Are we in danger of being enslaved by intelligent computer programs? Will our own creations rise up against us and spell the end of humanity? Not any time soon, although it is a foreseeable possibility if we don’t heed the warnings given by our technological leaders.
Technology has become an integral part of our daily lives. In the course of a single day you might use an alarm clock, television, microwave, computer, laptop, smartphone, and handheld music player. Savvy technology users could add a smart watch, Fitbit or other exercise device, and Google Glass or Oculus device to their everyday arsenal of technology.
Within the last 15 years we have seen technology usage and sales increase from being practically negligible to an integral part of daily life for most humans. For example, 40 million iPhones were sold worldwide in 2010 with sales increasing to 169 million sold worldwide in 2014, only four years later.
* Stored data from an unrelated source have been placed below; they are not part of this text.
//! Typed value encoding
//!
//! Turns user input into the little-endian byte pattern a scan looks for,
//! and decodes bytes read back from the target for display.

use anyhow::{bail, Context, Result};
use byteorder::{ByteOrder, LE};
use clap::ValueEnum;
use memscan::{Pattern, MAX_PATTERN_LEN};

/// Value types a scan understands
#[derive(Debug, Clone, Copy, PartialEq, Eq, ValueEnum)]
pub enum ValueType {
    U8,
    I16,
    I32,
    I64,
    F32,
    F64,
    Str,
    /// Raw hex pairs, for patterns that are not any single typed value
    Bytes,
}

impl ValueType {
    /// Menu order for the interactive session
    pub const ALL: [ValueType; 7] = [
        ValueType::U8,
        ValueType::I16,
        ValueType::I32,
        ValueType::I64,
        ValueType::F32,
        ValueType::F64,
        ValueType::Str,
    ];

    /// Short human-readable name
    pub fn name(self) -> &'static str {
        match self {
            ValueType::U8 => "8-Bit Integer",
            ValueType::I16 => "16-Bit Integer",
            ValueType::I32 => "32-Bit Integer",
            ValueType::I64 => "64-Bit Integer",
            ValueType::F32 => "Float",
            ValueType::F64 => "Double",
            ValueType::Str => "String",
            ValueType::Bytes => "Raw Bytes",
        }
    }

    /// Human-readable label with the encoded width
    pub fn label(self) -> &'static str {
        match self {
            ValueType::U8 => "8-Bit Integer     (1 Byte)",
            ValueType::I16 => "16-Bit Integer    (2 Bytes)",
            ValueType::I32 => "32-Bit Integer    (4 Bytes)",
            ValueType::I64 => "64-Bit Integer    (8 Bytes)",
            ValueType::F32 => "Float             (4 Bytes)",
            ValueType::F64 => "Double            (8 Bytes)",
            ValueType::Str => "String            (Up to 1023 characters)",
            ValueType::Bytes => "Raw Bytes         (hex pairs)",
        }
    }

    /// Encode user input as the byte pattern to search or write.
    ///
    /// Numeric types become their little-endian representation. Strings
    /// become the raw bytes plus a trailing NUL, so a match covers the
    /// whole C string in the target.
    pub fn encode(self, input: &str) -> Result<Pattern> {
        let bytes = match self {
            ValueType::U8 => {
                let v: u8 = input
                    .trim()
                    .parse()
                    .context("Value not in 8-Bit Integer range")?;
                vec![v]
            }
            ValueType::I16 => {
                let v: i16 = input
                    .trim()
                    .parse()
                    .context("Value not in 16-Bit Integer range")?;
                let mut buf = [0u8; 2];
                LE::write_i16(&mut buf, v);
                buf.to_vec()
            }
            ValueType::I32 => {
                let v: i32 = input
                    .trim()
                    .parse()
                    .context("Value not in 32-Bit Integer range")?;
                let mut buf = [0u8; 4];
                LE::write_i32(&mut buf, v);
                buf.to_vec()
            }
            ValueType::I64 => {
                let v: i64 = input
                    .trim()
                    .parse()
                    .context("Value not in 64-Bit Integer range")?;
                let mut buf = [0u8; 8];
                LE::write_i64(&mut buf, v);
                buf.to_vec()
            }
            ValueType::F32 => {
                let v: f32 = input.trim().parse().context("Value not in Float range")?;
                let mut buf = [0u8; 4];
                LE::write_f32(&mut buf, v);
                buf.to_vec()
            }
            ValueType::F64 => {
                let v: f64 = input.trim().parse().context("Value not in Double range")?;
                let mut buf = [0u8; 8];
                LE::write_f64(&mut buf, v);
                buf.to_vec()
            }
            ValueType::Str => {
                let mut buf = input.as_bytes().to_vec();
                buf.push(0);
                if buf.len() > MAX_PATTERN_LEN {
                    bail!("String longer than {} characters", MAX_PATTERN_LEN - 1);
                }
                buf
            }
            ValueType::Bytes => {
                // Accept "de ad be ef" as well as "deadbeef"
                let cleaned: String = input.split_whitespace().collect();
                hex::decode(&cleaned).context("Invalid hex byte string")?
            }
        };

        Ok(Pattern::from_bytes(bytes)?)
    }

    /// Decode bytes read from the target back into a printable value
    pub fn decode(self, bytes: &[u8]) -> String {
        match self {
            ValueType::U8 => bytes.first().map_or_else(String::new, u8::to_string),
            ValueType::I16 => LE::read_i16(bytes).to_string(),
            ValueType::I32 => LE::read_i32(bytes).to_string(),
            ValueType::I64 => LE::read_i64(bytes).to_string(),
            ValueType::F32 => LE::read_f32(bytes).to_string(),
            ValueType::F64 => LE::read_f64(bytes).to_string(),
            ValueType::Str => {
                let end = bytes.iter().position(|&b| b == 0).unwrap_or(bytes.len());
                String::from_utf8_lossy(&bytes[..end]).into_owned()
            }
            ValueType::Bytes => hex::encode(bytes),
        }
    }
}

impl std::fmt::Display for ValueType {
    fn fmt(&self, f: &mut std::fmt::Formatter<'_>) -> std::fmt::Result {
        let name = match self {
            ValueType::U8 => "u8",
            ValueType::I16 => "i16",
            ValueType::I32 => "i32",
            ValueType::I64 => "i64",
            ValueType::F32 => "f32",
            ValueType::F64 => "f64",
            ValueType::Str => "str",
            ValueType::Bytes => "bytes",
        };
        write!(f, "{}", name)
    }
}
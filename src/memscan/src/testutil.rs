//! Test-only fixture processes.

/// A paused child process carrying a copy of some bytes at a known address.
///
/// Forked from the test process before anything else runs in it, the child
/// sits in `pause()` with a single thread, so its mappings and their
/// contents hold still for the duration of a scan. Killed and reaped on
/// drop.
pub(crate) struct FrozenChild {
    pub pid: i32,
    /// Address of the byte copy inside the child.
    pub addr: u64,
}

impl FrozenChild {
    pub fn with_bytes(bytes: &[u8]) -> Self {
        let buffer = bytes.to_vec().into_boxed_slice();
        let addr = buffer.as_ptr() as u64;

        // SAFETY: the child runs nothing but an async-signal-safe pause loop,
        // so forking from a threaded test harness is fine.
        let pid = unsafe { libc::fork() };
        assert!(pid >= 0, "fork failed");
        if pid == 0 {
            loop {
                unsafe { libc::pause() };
            }
        }

        // The child keeps its own copy of the pages at the same address.
        drop(buffer);
        FrozenChild { pid, addr }
    }
}

impl Drop for FrozenChild {
    fn drop(&mut self) {
        // SAFETY: pid is our own forked child; kill then reap it.
        unsafe {
            libc::kill(self.pid, libc::SIGKILL);
            libc::waitpid(self.pid, std::ptr::null_mut(), 0);
        }
    }
}
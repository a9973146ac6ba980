mod cli;
mod commands;
mod config;
mod value;

use anyhow::Result;
use clap::Parser;
use tracing_subscriber::{layer::SubscriberExt, util::SubscriberInitExt};

use cli::{Cli, Commands};

fn main() -> Result<()> {
    tracing_subscriber::registry()
        .with(
            tracing_subscriber::EnvFilter::try_from_default_env()
                .unwrap_or_else(|_| "memscan=warn".into()),
        )
        .with(tracing_subscriber::fmt::layer().with_writer(std::io::stderr))
        .init();

    let cli = Cli::parse();

    match cli.command {
        Commands::Interactive { pid, name } => {
            commands::interactive::run(pid, name.as_deref())?;
        }

        Commands::Regions { pid, all } => {
            commands::memory::regions(pid, all)?;
        }

        Commands::Scan {
            pid,
            value_type,
            value,
            scope,
            algorithm,
            parallel,
            limit,
        } => {
            commands::memory::scan(pid, value_type, &value, scope, algorithm, parallel, limit)?;
        }

        Commands::Read { pid, address, size } => {
            commands::memory::read(pid, &address, size)?;
        }

        Commands::Write {
            pid,
            address,
            value_type,
            value,
        } => {
            commands::memory::write(pid, &address, value_type, &value)?;
        }

        Commands::Ps { name } => {
            commands::ps::handle(&name)?;
        }

        Commands::Configure {
            scope,
            algorithm,
            workers,
            show,
        } => {
            commands::configure::handle(scope, algorithm, workers, show)?;
        }
    }

    Ok(())
}
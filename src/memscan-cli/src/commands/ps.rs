//! Process listing command handlers

use anyhow::{bail, Result};
use sysinfo::System;

/// Handle the ps command
///
/// Lists running processes whose name contains the given substring.
pub fn handle(name: &str) -> Result<()> {
    let found = find_processes(name);

    if found.is_empty() {
        println!("No process matching {:?}", name);
        return Ok(());
    }

    println!("{:>8}  {:>10}  NAME", "PID", "MEMORY");
    for (pid, memory, pname) in &found {
        println!("{:>8}  {:>7} MB  {}", pid, memory / 1_000_000, pname);
    }

    Ok(())
}

/// Find processes whose name contains `name`, largest resident set first
pub fn find_processes(name: &str) -> Vec<(i32, u64, String)> {
    let mut system = System::new_all();
    system.refresh_all();

    let needle = name.to_lowercase();
    let mut found: Vec<(i32, u64, String)> = Vec::new();

    for process in system.processes().values() {
        let pname = process.name().to_string_lossy().into_owned();
        if pname.to_lowercase().contains(&needle) {
            found.push((process.pid().as_u32() as i32, process.memory(), pname));
        }
    }

    found.sort_by(|a, b| b.1.cmp(&a.1));
    found
}

/// Resolve a process name to a single pid.
///
/// When several processes match, the one using the most memory wins, on
/// the assumption that the interesting target is the big one.
pub fn resolve_name(name: &str) -> Result<i32> {
    let found = find_processes(name);

    match found.first() {
        Some((pid, memory, pname)) => {
            eprintln!(
                "Found process {:?}: pid {} (memory: {} MB)",
                pname,
                pid,
                memory / 1_000_000
            );
            Ok(*pid)
        }
        None => bail!("No process matching {:?}. Is it running?", name),
    }
}
//! Target process probing and `/proc` path construction.
//!
//! Existence and permission are point-in-time facts about a live process, so
//! nothing here is cached; callers re-probe whenever the answer matters.

use std::fs;
use std::io;
use std::path::PathBuf;

use crate::{Error, Result};

/// Checks that `pid` names a live process this one is allowed to signal.
///
/// Sends signal 0, which performs no action beyond the kernel's existence and
/// permission checks. Returns [`Error::NotFound`] for a dead or never-alive
/// pid and [`Error::PermissionDenied`] when the process exists but belongs to
/// another user.
pub fn pid_exists(pid: i32) -> Result<()> {
    // pid 0 targets our own process group and negative pids fan out to whole
    // groups; neither is a scannable target.
    if pid <= 0 {
        return Err(Error::InvalidArgument(format!(
            "pid must be positive, got {pid}"
        )));
    }

    // SAFETY: kill(2) with signal 0 delivers nothing; it only runs the
    // kernel's pid lookup and permission check.
    let rc = unsafe { libc::kill(pid, 0) };
    if rc == 0 {
        return Ok(());
    }

    let errno = io::Error::last_os_error();
    match errno.raw_os_error() {
        Some(libc::ESRCH) => Err(Error::NotFound(pid)),
        Some(libc::EPERM) => Err(Error::PermissionDenied(pid)),
        _ => Err(Error::Io(errno)),
    }
}

/// Path to the maps listing for `pid`.
pub fn maps_path(pid: i32) -> PathBuf {
    PathBuf::from(format!("/proc/{pid}/maps"))
}

/// Path to the raw memory pseudo-file for `pid`.
pub fn mem_path(pid: i32) -> PathBuf {
    PathBuf::from(format!("/proc/{pid}/mem"))
}

/// Path to the executable symlink for `pid`.
pub fn exe_path(pid: i32) -> PathBuf {
    PathBuf::from(format!("/proc/{pid}/exe"))
}

/// Resolves the executable image path of `pid` by reading its `exe` symlink.
pub fn exe_target(pid: i32) -> Result<PathBuf> {
    fs::read_link(exe_path(pid)).map_err(|e| match e.kind() {
        io::ErrorKind::NotFound => Error::NotFound(pid),
        io::ErrorKind::PermissionDenied => Error::PermissionDenied(pid),
        _ => Error::Io(e),
    })
}

#[cfg(test)]
mod tests {
    use super::*;

    #[test]
    fn test_proc_paths() {
        assert_eq!(maps_path(1234), PathBuf::from("/proc/1234/maps"));
        assert_eq!(mem_path(1234), PathBuf::from("/proc/1234/mem"));
        assert_eq!(exe_path(1), PathBuf::from("/proc/1/exe"));
    }

    #[test]
    fn test_pid_exists_self() {
        let pid = std::process::id() as i32;
        assert!(pid_exists(pid).is_ok());
    }

    #[test]
    fn test_pid_exists_rejects_nonpositive() {
        assert!(matches!(pid_exists(0), Err(Error::InvalidArgument(_))));
        assert!(matches!(pid_exists(-7), Err(Error::InvalidArgument(_))));
    }

    #[test]
    fn test_pid_exists_missing() {
        // Way beyond any default pid_max.
        assert!(matches!(pid_exists(i32::MAX), Err(Error::NotFound(_))));
    }

    #[test]
    fn test_exe_target_self() {
        let pid = std::process::id() as i32;
        let exe = exe_target(pid).unwrap();
        assert!(exe.is_absolute());
    }
}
With technology so ubiquitously available it requires no stretch of the imagination to see how our lives are made easier through a partnership with technology. Why shouldn’t we take it to the next level? Google, Apple, and IBM have been working on artificial intelligence, or A.I., for over five years with projects such as Google DeepMind, IBM’s Watson and Apple’s self-driving car.
A.I. is the next step to having a fully automated world. A world where your alarm clock tells your coffee maker to start a fresh pot when you get out of bed. A world where you can climb into your car and it will deliver you to your exact location without the need for a steering wheel or gas and brake pedals.
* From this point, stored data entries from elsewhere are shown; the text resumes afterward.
//! Byte pattern representation and buffer search.
//!
//! Two interchangeable search variants share one contract: match start
//! offsets are reported strictly left to right and never overlap; after a
//! match at `o` the search resumes at `o + pattern.len()`. The empty needle
//! matches at offset 0 only. [`Searcher`] precompiles whichever variant is
//! selected so one pattern can be run over many buffers.

use std::fmt;
use std::str::FromStr;

use memchr::memmem;

use crate::{Error, Result, MAX_PATTERN_LEN};

/// The byte encoding of a value being searched for.
///
/// Always between 1 and [`MAX_PATTERN_LEN`] bytes; how a typed value becomes
/// bytes is the caller's business, the scanner only compares them.
#[derive(Debug, Clone, PartialEq, Eq)]
pub struct Pattern(Vec<u8>);

impl Pattern {
    pub fn from_bytes(bytes: Vec<u8>) -> Result<Self> {
        if bytes.is_empty() {
            return Err(Error::InvalidArgument("pattern must not be empty".into()));
        }
        if bytes.len() > MAX_PATTERN_LEN {
            return Err(Error::InvalidArgument(format!(
                "pattern of {} bytes exceeds the {} byte limit",
                bytes.len(),
                MAX_PATTERN_LEN
            )));
        }
        Ok(Self(bytes))
    }

    pub fn bytes(&self) -> &[u8] {
        &self.0
    }

    pub fn len(&self) -> usize {
        self.0.len()
    }

    pub fn is_empty(&self) -> bool {
        self.0.is_empty()
    }
}

/// Buffer search variant.
#[derive(Debug, Clone, Copy, Default, PartialEq, Eq)]
pub enum Algorithm {
    /// Substring search via `memchr::memmem`.
    #[default]
    Standard,
    /// Boyer-Moore with bad-character and good-suffix shift tables.
    BoyerMoore,
}

impl fmt::Display for Algorithm {
    fn fmt(&self, f: &mut fmt::Formatter<'_>) -> fmt::Result {
        match self {
            Algorithm::Standard => write!(f, "standard"),
            Algorithm::BoyerMoore => write!(f, "boyer-moore"),
        }
    }
}

impl FromStr for Algorithm {
    type Err = Error;

    fn from_str(s: &str) -> Result<Self> {
        match s {
            "standard" | "memmem" => Ok(Algorithm::Standard),
            "boyer-moore" | "bm" => Ok(Algorithm::BoyerMoore),
            _ => Err(Error::InvalidArgument(format!(
                "unknown algorithm {s:?}, expected \"standard\" or \"boyer-moore\""
            ))),
        }
    }
}

/// Finds every non-overlapping occurrence of `needle` in `haystack`.
pub fn find_all(haystack: &[u8], needle: &[u8], algorithm: Algorithm) -> Vec<usize> {
    Searcher::new(needle, algorithm).find_all(haystack)
}

/// A needle precompiled for one search variant.
pub enum Searcher<'n> {
    Standard(memmem::Finder<'n>),
    BoyerMoore(BoyerMoore),
}

impl<'n> Searcher<'n> {
    pub fn new(needle: &'n [u8], algorithm: Algorithm) -> Self {
        match algorithm {
            Algorithm::Standard => Searcher::Standard(memmem::Finder::new(needle)),
            Algorithm::BoyerMoore => Searcher::BoyerMoore(BoyerMoore::new(needle)),
        }
    }

    pub fn find_all(&self, haystack: &[u8]) -> Vec<usize> {
        match self {
            Searcher::Standard(finder) => {
                if finder.needle().is_empty() {
                    return vec![0];
                }
                // find_iter already yields non-overlapping occurrences,
                // resuming one needle length past each match.
                finder.find_iter(haystack).collect()
            }
            Searcher::BoyerMoore(bm) => bm.find_all(haystack),
        }
    }
}

/// Boyer-Moore searcher with both classic shift tables.
pub struct BoyerMoore {
    pattern: Vec<u8>,
    /// Shift per mismatched haystack byte: distance from the end of the
    /// pattern to that byte's rightmost occurrence before the final
    /// position, or the pattern length if there is none.
    bad: [usize; 256],
    /// Shift per matched-suffix length, from the two-pass construction:
    /// a forward pass over widening suffixes carrying the last position
    /// where the suffix is also a prefix, then a backward pass tightening
    /// entries by the maximal matching suffix length at each position.
    good: Vec<usize>,
}

impl BoyerMoore {
    pub fn new(pattern: &[u8]) -> Self {
        Self {
            bad: build_bad_char(pattern),
            good: build_good_suffix(pattern),
            pattern: pattern.to_vec(),
        }
    }

    /// Finds every non-overlapping occurrence of the pattern, left to right.
    pub fn find_all(&self, haystack: &[u8]) -> Vec<usize> {
        let pat = self.pattern.as_slice();
        let m = pat.len();
        let mut matches = Vec::new();
        if m == 0 {
            matches.push(0);
            return matches;
        }
        if m > haystack.len() {
            return matches;
        }

        // i tracks the haystack position aligned with the pattern byte under
        // comparison; windows are compared back to front.
        let mut i = m - 1;
        'windows: while i < haystack.len() {
            let mut j = m - 1;
            loop {
                if pat[j] != haystack[i] {
                    let matched = m - 1 - j;
                    i += self.good[matched].max(self.bad[haystack[i] as usize]);
                    continue 'windows;
                }
                if j == 0 {
                    matches.push(i);
                    // resume one full pattern length past the match
                    i += 2 * m - 1;
                    continue 'windows;
                }
                i -= 1;
                j -= 1;
            }
        }
        matches
    }
}

fn build_bad_char(pattern: &[u8]) -> [usize; 256] {
    let mut bad = [pattern.len(); 256];
    for (i, &byte) in pattern.iter().enumerate().take(pattern.len().saturating_sub(1)) {
        bad[byte as usize] = pattern.len() - 1 - i;
    }
    bad
}

/// Indexed by the number of pattern bytes already matched when the mismatch
/// happened. Every entry strictly exceeds its index, so each shift moves the
/// window forward.
fn build_good_suffix(pattern: &[u8]) -> Vec<usize> {
    let m = pattern.len();
    let mut table = vec![0usize; m];

    let mut last_prefix = m;
    for p in (1..=m).rev() {
        if is_prefix(pattern, p) {
            last_prefix = p;
        }
        table[m - p] = last_prefix + m - p;
    }

    for i in 0..m.saturating_sub(1) {
        let slen = suffix_length(pattern, i);
        table[slen] = m - 1 - i + slen;
    }

    table
}

/// Whether `pattern[p..]` is also a prefix of the pattern.
fn is_prefix(pattern: &[u8], p: usize) -> bool {
    pattern[p..] == pattern[..pattern.len() - p]
}

/// Length of the longest pattern suffix ending at position `p`.
fn suffix_length(pattern: &[u8], p: usize) -> usize {
    let mut len = 0;
    let mut i = p;
    let mut j = pattern.len() - 1;
    while pattern[i] == pattern[j] {
        len += 1;
        if i == 0 {
            break;
        }
        i -= 1;
        j -= 1;
    }
    len
}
However, in a world where humans wouldn’t have to perform basic tasks for themselves, would this open up time for higher thinking or merely create dependency on the machines we create?
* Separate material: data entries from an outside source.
//! Memory command handlers
//!
//! Handlers for listing regions, one-shot scans, raw reads, and typed
//! writes.

use std::time::Instant;

use anyhow::{Context, Result};
use memscan::{Algorithm, MemoryChunk, ScanOptions, ScanScope, Scope};

use crate::config::Config;
use crate::value::ValueType;

/// Parse a hex or decimal address string
fn parse_address(address: &str) -> Result<u64> {
    if address.starts_with("0x") || address.starts_with("0X") {
        u64::from_str_radix(&address[2..], 16).context("Invalid hex address")
    } else {
        address.parse::<u64>().context("Invalid address")
    }
}

/// Permission column for a region listing
fn flags(chunk: &MemoryChunk) -> String {
    format!(
        "{}{}{}",
        if chunk.readable { 'r' } else { '-' },
        if chunk.writable { 'w' } else { '-' },
        if chunk.private { 'p' } else { 's' },
    )
}

/// Handle the Regions command
///
/// Lists mapped regions in enumeration order, writable private ones by
/// default.
pub fn regions(pid: i32, all: bool) -> Result<()> {
    let scope = if all { Scope::All } else { Scope::WritablePrivate };
    let chunks = memscan::list_chunks(pid, scope)?;

    println!("{} region(s) for pid {}:", chunks.len(), pid);
    for chunk in &chunks {
        println!(
            "  {:>12x}-{:<12x} {} {:>12}  {}",
            chunk.start,
            chunk.end(),
            flags(chunk),
            chunk.size,
            chunk.backing_name()
        );
    }

    Ok(())
}

/// Handle the Scan command
///
/// Encodes the value and runs a one-shot scan over the target.
pub fn scan(
    pid: i32,
    value_type: ValueType,
    value: &str,
    scope: Option<ScanScope>,
    algorithm: Option<Algorithm>,
    parallel: bool,
    limit: usize,
) -> Result<()> {
    let config = Config::load()?;
    let scope = match scope {
        Some(scope) => scope,
        None => config.scan_scope()?.unwrap_or_default(),
    };
    let algorithm = match algorithm {
        Some(algorithm) => algorithm,
        None => config.scan_algorithm()?.unwrap_or_default(),
    };

    let pattern = value_type.encode(value)?;
    let options = ScanOptions {
        scope,
        algorithm,
        workers: config.workers,
    };

    println!(
        "Scanning pid {} for {} value {} ({} byte pattern, {} scope)...",
        pid,
        value_type,
        value,
        pattern.len(),
        scope
    );

    let started = Instant::now();
    let matches = if parallel {
        memscan::execute_scan_parallel(pid, &pattern, &options)?
    } else {
        memscan::execute_scan(pid, &pattern, &options)?
    };
    let elapsed = started.elapsed().as_secs_f64();
    tracing::debug!("scan took {:.6}s ({} matches)", elapsed, matches.len());

    if matches.is_empty() {
        println!("No matches found ({:.3}s)", elapsed);
        return Ok(());
    }

    println!("Found {} match(es) in {:.3}s:", matches.len(), elapsed);
    let shown = if limit == 0 { matches.len() } else { limit };
    for (i, addr) in matches.iter().take(shown).enumerate() {
        println!("  {}: {:#x}", i + 1, addr);
    }
    if matches.len() > shown {
        println!("  ... and {} more", matches.len() - shown);
    }

    Ok(())
}

/// Handle the Read command
///
/// Reads bytes from the target and displays them as a hex dump.
pub fn read(pid: i32, address: &str, size: usize) -> Result<()> {
    let addr = parse_address(address)?;
    let data = memscan::read_exact_at(pid, addr, size)?;

    println!("Reading {} bytes at {:#x}:", size, addr);
    for (i, chunk) in data.chunks(16).enumerate() {
        print!("{:08x}  ", addr + (i * 16) as u64);
        for (j, byte) in chunk.iter().enumerate() {
            print!("{:02x} ", byte);
            if j == 7 {
                print!(" ");
            }
        }
        // Pad if last line is short
        if chunk.len() < 16 {
            for j in chunk.len()..16 {
                print!("   ");
                if j == 7 {
                    print!(" ");
                }
            }
        }
        print!(" |");
        for byte in chunk {
            let c = *byte as char;
            if c.is_ascii_graphic() || c == ' ' {
                print!("{}", c);
            } else {
                print!(".");
            }
        }
        println!("|");
    }

    Ok(())
}

/// Handle the Write command
///
/// Encodes the value and overwrites target memory at the given address.
pub fn write(pid: i32, address: &str, value_type: ValueType, value: &str) -> Result<()> {
    let addr = parse_address(address)?;
    let pattern = value_type.encode(value)?;

    // Read original bytes first so a mistake can be undone by hand
    let original = memscan::read_exact_at(pid, addr, pattern.len())?;
    print!("Original: ");
    for byte in &original {
        print!("{:02x} ", byte);
    }
    println!(" ({} {})", value_type, value_type.decode(&original));

    memscan::write_at(pid, addr, pattern.bytes())?;
    println!("Write successful!");

    Ok(())
}

#[cfg(test)]
mod tests {
    use super::*;

    #[test]
    fn test_parse_address_hex() {
        assert_eq!(parse_address("0x1000").unwrap(), 0x1000);
        assert_eq!(parse_address("0X1000").unwrap(), 0x1000);
        assert_eq!(parse_address("0xDEADBEEF").unwrap(), 0xDEADBEEF);
    }

    #[test]
    fn test_parse_address_decimal() {
        assert_eq!(parse_address("4096").unwrap(), 4096);
        assert_eq!(parse_address("0").unwrap(), 0);
    }

    #[test]
    fn test_parse_address_invalid() {
        assert!(parse_address("0xZZZZ").is_err());
        assert!(parse_address("not-an-address").is_err());
        assert!(parse_address("").is_err());
    }

    #[test]
    fn test_flags_column() {
        let chunk = MemoryChunk {
            start: 0x1000,
            size: 0x1000,
            readable: true,
            writable: true,
            private: true,
            name: None,
        };
        assert_eq!(flags(&chunk), "rwp");

        let shared_ro = MemoryChunk {
            readable: true,
            writable: false,
            private: false,
            ..chunk
        };
        assert_eq!(flags(&shared_ro), "r-s");
    }
}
Individuals working at some of the foremost A.I. companies and universities have attached their names to an open letter advising possible research strategies to utilize A.I. in a way that is safe for humanity. The letter states that “because of the great potential of AI, it is important to research how to reap its benefits while avoiding potential pitfalls.” This statement sounds innocuous enough, but heralds some serious thought about the nature of human intent and possible dealings with A.I.
Those who have signed the letter work at companies and research schools such as Berkeley, Harvard, Microsoft, DeepMind (acquired by Google), IBM, Oxford, MIT, Google, Cambridge, Tesla and SpaceX. Elon Musk (of Tesla and SpaceX) and Stephen Hawking are among those who support the letter openly.
The dialogue around A.I. has been building up for some time now. Back in August 2014 Elon Musk tweeted that “we need to be super careful with AI. Potentially more dangerous than nukes.” In December 2014 Professor Stephen Hawking told the BBC “the development of full artificial intelligence could spell the end of the human race.” But what does he mean by ‘full artificial intelligence’?
Michael Gazzaniga, a leading researcher in cognitive neuroscience, mentioned two years ago that researchers “can barely figure out the C. Elegans, a little worm that has only around five or six hundred neurons.” Currently the best laboratories in the world have been able to simulate about one billion neurons. The human brain has around 100 billion.
There is no need to worry about A.I. becoming smart enough to overpower its human creators in the near future. However, at the rate that technology is growing it is sensible to put measures in place for research and development of AI.
Some worry that A.I. will become a problem if put in charge of intelligence databases and weapons of mass destruction at the governmental level. We can only speculate how long research has been going on, but we do know that the government has been working on A.I. with regards to military benefits and weaponization.
“There is no guarantee that a future, in which robots and computers will become so smart and clever that they will be able to manipulate us to their own ends, will never occur,” said Paul Benioff, who is credited with creating the quantum computer.
We have been trained to equate A.I. with danger. Some of Hollywood’s most successful science fiction films deal with the computer-centric topic. Movies such as “Artificial Intelligence (A.I.),” “The Matrix,” “Transformers” and “I, Robot” show us how the beneficial robots that we create can easily turn bad.
We only have need to worry about machines once they begin to change their own programming organically, and if they begin to have complex thoughts and agendas. Most of the machinery that is currently available to consumers runs on simple yes-or-no programs. Films show us through the lens of cinema how these machines can take further steps. There is a fine line between beneficial and malevolent, a line that we have the potential to cross within the next 10 to 15 years.
For now the human race is safe from the threat of robot overlords. Sensibility and pragmatism is always helpful in these types of situations. We should be glad that the world’s leaders in A.I. have put practices in place to safeguard against malevolent robots and, most importantly, against ourselves.